____ Supplied information
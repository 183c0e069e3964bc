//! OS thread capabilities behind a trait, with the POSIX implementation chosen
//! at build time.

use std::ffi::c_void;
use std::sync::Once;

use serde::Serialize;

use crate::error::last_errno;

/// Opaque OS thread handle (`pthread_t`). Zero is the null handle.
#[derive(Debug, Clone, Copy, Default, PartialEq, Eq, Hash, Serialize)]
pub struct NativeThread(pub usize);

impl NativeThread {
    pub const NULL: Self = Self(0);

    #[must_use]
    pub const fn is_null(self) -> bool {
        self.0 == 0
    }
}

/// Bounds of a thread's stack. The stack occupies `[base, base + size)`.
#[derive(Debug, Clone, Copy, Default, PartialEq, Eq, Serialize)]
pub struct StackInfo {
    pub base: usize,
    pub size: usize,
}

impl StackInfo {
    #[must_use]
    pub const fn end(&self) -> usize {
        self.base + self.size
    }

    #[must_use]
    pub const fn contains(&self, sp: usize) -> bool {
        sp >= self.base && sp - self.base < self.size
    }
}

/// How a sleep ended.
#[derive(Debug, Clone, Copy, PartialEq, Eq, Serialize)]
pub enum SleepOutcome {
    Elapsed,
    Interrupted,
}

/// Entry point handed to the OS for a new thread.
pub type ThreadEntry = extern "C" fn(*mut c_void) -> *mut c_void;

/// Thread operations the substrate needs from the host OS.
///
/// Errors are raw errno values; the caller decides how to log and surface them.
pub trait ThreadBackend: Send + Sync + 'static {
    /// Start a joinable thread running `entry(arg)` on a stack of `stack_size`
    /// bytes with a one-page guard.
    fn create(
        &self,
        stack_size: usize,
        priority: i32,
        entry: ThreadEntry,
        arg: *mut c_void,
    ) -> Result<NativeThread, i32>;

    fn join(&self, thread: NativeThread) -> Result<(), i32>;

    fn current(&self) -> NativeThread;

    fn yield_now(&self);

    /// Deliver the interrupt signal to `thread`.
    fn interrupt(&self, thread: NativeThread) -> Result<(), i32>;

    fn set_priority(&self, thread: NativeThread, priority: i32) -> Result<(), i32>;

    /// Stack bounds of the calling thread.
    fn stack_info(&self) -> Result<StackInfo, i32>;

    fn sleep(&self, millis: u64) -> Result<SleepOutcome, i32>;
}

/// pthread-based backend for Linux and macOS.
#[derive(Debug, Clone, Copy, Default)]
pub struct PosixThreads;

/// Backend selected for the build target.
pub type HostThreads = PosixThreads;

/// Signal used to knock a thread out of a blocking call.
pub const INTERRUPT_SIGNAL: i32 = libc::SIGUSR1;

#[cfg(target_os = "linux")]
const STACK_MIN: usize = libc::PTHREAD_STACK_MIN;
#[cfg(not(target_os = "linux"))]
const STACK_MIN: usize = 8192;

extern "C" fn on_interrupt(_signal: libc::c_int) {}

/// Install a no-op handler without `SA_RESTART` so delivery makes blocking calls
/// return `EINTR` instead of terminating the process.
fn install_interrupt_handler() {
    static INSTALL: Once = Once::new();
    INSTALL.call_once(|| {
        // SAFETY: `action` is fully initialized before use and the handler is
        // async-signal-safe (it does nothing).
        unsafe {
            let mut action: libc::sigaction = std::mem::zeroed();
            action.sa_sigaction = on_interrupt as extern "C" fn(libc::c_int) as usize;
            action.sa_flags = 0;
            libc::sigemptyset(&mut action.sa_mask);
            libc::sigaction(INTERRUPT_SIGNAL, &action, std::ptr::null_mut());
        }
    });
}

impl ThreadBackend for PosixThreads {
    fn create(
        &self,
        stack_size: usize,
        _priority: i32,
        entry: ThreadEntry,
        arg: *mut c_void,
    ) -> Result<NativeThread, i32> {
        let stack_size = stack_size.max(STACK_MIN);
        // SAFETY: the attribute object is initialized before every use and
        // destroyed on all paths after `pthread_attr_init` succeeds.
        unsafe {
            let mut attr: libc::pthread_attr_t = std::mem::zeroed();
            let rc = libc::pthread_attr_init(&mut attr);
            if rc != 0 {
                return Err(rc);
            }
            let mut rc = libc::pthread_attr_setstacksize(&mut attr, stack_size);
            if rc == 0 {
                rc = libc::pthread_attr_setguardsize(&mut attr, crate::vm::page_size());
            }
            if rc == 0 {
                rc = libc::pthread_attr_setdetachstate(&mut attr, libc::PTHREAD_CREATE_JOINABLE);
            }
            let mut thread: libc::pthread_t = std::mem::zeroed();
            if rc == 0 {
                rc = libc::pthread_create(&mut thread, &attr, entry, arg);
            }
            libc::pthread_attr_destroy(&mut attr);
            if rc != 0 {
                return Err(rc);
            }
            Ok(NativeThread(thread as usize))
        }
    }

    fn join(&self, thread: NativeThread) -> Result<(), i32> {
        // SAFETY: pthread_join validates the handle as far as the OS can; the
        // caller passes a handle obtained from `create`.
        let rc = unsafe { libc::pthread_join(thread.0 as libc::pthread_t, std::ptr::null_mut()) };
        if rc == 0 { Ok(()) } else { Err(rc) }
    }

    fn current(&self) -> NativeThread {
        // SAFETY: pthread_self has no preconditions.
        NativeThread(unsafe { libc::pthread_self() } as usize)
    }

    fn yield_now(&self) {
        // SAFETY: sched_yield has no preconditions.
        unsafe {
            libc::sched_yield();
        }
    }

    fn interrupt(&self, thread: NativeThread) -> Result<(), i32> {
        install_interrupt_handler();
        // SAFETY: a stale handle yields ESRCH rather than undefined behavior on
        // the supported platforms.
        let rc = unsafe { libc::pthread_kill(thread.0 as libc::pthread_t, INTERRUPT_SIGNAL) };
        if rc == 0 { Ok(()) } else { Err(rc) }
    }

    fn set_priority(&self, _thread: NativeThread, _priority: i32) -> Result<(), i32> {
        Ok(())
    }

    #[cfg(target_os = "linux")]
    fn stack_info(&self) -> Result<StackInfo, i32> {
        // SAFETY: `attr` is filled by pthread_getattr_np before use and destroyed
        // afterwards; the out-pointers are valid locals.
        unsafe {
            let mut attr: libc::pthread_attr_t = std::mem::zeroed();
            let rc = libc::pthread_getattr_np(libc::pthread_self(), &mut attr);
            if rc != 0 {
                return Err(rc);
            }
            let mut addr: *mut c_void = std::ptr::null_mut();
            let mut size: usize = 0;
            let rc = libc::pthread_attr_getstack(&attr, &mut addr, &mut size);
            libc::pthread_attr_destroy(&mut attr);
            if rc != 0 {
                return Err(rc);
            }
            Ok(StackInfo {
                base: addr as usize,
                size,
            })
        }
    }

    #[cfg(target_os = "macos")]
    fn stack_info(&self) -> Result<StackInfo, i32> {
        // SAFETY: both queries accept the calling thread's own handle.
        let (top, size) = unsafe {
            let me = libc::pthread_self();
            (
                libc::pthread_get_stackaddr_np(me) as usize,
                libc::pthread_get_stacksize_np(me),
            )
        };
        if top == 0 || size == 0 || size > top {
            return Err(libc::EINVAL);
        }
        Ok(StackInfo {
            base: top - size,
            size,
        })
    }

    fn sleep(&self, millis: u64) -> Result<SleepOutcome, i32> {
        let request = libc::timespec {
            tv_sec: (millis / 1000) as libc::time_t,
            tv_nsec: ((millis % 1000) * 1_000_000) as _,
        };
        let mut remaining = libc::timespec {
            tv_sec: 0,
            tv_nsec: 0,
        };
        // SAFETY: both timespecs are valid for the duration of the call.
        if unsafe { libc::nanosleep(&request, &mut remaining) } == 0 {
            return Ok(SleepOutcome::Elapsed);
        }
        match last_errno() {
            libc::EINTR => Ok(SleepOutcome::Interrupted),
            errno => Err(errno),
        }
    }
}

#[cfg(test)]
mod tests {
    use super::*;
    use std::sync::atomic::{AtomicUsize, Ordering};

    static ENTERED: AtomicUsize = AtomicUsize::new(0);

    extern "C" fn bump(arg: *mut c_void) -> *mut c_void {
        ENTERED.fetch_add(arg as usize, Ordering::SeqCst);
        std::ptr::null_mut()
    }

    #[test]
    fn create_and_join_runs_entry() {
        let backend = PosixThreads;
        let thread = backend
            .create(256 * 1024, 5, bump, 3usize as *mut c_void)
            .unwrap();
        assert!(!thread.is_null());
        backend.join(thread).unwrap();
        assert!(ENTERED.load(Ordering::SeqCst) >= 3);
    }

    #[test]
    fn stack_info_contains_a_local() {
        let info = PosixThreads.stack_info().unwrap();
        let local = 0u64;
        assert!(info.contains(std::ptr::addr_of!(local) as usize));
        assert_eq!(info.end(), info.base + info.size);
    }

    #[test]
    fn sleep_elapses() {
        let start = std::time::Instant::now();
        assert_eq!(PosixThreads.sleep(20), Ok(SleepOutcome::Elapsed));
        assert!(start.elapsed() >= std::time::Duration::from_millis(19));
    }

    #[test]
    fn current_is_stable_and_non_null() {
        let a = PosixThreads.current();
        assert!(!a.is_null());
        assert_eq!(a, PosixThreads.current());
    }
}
________
____ Supplied information
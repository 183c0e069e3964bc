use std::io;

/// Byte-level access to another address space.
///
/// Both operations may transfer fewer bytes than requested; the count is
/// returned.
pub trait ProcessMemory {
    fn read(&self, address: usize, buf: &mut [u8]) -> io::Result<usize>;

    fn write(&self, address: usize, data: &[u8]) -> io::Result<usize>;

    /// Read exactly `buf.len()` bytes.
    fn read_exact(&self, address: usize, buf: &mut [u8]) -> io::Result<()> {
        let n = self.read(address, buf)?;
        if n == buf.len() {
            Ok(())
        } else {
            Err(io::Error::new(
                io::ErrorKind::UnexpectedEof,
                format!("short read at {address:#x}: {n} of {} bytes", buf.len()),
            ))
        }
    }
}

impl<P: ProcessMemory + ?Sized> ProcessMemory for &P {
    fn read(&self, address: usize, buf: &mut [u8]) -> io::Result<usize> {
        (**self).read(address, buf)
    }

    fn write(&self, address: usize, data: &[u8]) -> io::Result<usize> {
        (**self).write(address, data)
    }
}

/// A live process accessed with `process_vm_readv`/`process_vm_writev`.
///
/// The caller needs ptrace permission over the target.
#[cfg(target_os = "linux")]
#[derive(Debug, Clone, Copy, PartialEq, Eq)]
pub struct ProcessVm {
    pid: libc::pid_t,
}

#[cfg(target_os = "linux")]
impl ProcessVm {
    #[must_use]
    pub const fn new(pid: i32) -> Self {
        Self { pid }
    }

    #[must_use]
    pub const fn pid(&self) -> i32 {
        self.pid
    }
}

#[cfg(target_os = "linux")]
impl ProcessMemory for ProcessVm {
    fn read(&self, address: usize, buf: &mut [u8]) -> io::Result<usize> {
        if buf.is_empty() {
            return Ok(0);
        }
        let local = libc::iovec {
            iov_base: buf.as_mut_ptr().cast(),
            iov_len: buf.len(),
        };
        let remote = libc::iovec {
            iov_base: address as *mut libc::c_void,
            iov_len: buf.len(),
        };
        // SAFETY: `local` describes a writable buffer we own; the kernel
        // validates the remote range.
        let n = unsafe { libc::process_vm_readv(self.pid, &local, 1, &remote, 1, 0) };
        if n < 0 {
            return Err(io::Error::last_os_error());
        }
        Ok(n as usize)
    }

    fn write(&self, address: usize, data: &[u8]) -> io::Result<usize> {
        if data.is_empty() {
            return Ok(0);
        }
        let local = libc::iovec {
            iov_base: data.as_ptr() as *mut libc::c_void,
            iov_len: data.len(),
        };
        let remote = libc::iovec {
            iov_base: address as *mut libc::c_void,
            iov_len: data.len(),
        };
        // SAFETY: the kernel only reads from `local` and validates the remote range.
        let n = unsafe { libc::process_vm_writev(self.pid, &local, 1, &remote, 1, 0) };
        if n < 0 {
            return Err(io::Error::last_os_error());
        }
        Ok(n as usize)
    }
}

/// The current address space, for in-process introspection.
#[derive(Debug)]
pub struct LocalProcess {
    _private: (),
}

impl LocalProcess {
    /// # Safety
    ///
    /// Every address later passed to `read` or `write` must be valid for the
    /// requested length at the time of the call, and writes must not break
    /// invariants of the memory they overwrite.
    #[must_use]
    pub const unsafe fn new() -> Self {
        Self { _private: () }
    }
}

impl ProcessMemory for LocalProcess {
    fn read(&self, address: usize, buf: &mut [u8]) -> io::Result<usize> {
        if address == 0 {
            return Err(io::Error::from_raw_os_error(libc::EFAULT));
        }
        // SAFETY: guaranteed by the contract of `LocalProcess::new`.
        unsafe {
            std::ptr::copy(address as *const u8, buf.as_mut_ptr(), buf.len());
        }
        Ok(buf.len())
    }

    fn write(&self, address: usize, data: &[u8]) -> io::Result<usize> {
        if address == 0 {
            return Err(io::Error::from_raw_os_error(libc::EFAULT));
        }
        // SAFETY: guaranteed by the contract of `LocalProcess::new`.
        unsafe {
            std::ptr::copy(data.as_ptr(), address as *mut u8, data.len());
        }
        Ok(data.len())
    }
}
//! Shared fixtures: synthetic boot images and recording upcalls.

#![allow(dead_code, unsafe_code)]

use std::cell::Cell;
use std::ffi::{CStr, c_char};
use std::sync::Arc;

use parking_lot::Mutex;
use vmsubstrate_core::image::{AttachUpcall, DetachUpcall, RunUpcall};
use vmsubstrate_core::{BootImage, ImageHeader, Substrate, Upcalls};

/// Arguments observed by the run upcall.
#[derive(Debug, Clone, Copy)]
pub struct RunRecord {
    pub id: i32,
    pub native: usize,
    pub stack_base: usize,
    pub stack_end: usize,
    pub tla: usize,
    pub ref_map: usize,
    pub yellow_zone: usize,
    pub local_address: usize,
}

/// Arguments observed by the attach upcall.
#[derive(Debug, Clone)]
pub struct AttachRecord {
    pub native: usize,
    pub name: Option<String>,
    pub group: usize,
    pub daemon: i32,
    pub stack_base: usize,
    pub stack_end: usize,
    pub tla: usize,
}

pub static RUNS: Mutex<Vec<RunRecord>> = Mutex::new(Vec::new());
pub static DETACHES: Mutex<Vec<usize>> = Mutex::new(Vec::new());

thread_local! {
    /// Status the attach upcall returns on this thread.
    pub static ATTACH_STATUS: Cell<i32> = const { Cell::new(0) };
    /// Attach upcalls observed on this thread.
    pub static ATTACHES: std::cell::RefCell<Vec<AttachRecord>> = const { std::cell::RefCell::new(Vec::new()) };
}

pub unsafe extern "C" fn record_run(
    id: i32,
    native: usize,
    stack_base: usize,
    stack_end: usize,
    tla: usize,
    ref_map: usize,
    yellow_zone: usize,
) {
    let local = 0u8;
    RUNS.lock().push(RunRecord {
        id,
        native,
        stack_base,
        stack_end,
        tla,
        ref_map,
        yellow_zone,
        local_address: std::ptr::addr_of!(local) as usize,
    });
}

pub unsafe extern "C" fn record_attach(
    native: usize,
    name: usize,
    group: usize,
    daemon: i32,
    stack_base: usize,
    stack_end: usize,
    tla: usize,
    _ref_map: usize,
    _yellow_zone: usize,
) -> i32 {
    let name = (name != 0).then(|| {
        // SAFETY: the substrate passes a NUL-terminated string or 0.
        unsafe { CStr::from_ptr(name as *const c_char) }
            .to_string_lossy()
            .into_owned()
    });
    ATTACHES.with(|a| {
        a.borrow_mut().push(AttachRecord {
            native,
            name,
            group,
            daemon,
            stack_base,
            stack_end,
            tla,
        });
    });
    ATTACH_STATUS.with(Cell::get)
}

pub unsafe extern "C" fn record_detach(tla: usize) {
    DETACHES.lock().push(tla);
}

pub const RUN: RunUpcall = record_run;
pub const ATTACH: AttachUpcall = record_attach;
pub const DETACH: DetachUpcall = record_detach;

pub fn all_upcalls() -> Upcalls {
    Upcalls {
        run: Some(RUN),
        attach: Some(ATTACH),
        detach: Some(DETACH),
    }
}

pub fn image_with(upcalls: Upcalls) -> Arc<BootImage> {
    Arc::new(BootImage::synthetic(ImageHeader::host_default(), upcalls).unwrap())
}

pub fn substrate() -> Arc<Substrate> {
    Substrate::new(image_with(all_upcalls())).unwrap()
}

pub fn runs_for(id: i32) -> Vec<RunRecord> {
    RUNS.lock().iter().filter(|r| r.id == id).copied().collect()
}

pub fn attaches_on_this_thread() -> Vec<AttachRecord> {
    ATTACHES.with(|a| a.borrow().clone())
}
________
____ Supplied information
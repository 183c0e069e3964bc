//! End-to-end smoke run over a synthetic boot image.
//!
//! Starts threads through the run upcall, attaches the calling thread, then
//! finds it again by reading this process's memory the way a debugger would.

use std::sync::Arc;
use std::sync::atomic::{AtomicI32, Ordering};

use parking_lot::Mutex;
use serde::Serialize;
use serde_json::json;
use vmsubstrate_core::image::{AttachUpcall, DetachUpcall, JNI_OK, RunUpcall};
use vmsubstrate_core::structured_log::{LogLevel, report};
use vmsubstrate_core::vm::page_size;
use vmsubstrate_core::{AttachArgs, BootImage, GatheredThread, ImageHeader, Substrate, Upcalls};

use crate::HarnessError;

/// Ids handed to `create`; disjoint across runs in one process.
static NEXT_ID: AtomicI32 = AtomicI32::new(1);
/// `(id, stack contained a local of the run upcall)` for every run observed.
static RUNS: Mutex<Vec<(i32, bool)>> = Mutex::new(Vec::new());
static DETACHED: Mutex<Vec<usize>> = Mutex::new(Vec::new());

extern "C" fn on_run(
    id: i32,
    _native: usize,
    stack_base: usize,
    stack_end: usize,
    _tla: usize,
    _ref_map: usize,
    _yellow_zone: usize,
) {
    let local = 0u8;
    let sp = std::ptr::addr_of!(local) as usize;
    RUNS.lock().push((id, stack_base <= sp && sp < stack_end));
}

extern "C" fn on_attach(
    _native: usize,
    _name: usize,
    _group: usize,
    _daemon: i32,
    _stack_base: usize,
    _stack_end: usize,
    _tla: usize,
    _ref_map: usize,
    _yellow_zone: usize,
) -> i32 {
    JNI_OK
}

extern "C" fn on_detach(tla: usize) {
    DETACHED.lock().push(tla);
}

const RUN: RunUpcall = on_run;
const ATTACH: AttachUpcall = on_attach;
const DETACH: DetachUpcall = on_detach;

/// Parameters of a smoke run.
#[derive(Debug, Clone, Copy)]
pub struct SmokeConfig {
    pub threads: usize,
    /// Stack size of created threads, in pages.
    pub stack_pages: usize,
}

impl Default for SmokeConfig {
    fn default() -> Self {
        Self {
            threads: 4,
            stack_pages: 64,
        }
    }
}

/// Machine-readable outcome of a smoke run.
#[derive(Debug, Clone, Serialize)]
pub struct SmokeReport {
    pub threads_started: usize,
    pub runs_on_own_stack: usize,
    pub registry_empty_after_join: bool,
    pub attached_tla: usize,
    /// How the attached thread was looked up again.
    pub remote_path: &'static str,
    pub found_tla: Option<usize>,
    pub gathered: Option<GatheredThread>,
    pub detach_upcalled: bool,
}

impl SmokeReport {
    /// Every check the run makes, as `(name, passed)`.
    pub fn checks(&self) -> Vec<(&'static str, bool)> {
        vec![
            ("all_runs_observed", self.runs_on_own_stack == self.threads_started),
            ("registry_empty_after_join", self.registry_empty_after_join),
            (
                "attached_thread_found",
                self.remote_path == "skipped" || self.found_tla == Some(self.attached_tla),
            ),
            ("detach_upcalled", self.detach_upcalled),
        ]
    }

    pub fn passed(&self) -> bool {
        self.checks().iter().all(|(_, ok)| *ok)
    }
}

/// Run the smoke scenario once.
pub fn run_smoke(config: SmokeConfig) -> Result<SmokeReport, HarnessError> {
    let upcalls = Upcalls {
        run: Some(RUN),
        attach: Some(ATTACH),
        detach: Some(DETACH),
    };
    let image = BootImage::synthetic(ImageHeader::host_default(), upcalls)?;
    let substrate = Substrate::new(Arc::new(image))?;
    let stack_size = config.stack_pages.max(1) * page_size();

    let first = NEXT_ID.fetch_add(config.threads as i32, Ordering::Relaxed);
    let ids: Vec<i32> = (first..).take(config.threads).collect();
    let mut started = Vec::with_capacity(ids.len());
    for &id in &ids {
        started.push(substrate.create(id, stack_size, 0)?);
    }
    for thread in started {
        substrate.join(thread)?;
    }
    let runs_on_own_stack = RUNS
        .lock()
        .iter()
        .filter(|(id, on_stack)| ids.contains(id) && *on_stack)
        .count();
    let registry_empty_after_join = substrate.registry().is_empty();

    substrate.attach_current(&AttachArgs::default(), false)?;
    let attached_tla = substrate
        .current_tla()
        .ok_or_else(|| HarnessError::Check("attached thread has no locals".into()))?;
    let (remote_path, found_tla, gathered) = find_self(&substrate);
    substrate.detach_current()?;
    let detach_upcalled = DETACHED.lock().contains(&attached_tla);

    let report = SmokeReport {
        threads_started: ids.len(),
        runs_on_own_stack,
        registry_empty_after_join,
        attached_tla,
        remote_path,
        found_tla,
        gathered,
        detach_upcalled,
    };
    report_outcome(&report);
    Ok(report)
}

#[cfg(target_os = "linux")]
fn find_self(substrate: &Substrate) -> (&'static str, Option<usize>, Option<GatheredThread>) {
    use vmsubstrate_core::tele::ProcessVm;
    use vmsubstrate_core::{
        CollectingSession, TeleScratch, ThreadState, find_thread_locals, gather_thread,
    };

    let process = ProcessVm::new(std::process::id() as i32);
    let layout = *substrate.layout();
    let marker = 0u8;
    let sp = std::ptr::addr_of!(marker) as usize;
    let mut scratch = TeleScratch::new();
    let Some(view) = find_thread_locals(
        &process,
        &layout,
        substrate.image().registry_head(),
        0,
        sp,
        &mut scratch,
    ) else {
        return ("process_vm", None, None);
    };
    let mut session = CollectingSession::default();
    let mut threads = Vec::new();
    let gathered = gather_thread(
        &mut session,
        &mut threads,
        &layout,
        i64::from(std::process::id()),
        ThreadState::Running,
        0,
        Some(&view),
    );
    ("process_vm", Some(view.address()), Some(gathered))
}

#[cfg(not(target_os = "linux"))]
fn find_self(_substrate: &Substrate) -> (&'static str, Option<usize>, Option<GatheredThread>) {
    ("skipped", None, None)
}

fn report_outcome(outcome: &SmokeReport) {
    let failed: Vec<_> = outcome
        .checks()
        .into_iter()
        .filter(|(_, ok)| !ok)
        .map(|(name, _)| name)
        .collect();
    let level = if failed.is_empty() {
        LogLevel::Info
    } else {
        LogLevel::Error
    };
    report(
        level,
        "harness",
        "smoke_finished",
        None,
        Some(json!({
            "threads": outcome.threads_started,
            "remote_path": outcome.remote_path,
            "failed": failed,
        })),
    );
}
________
### Exercise prompt:
State the number of lines in the records that contain the string "DetachUpcall", and nothing more.

### Your solution:
4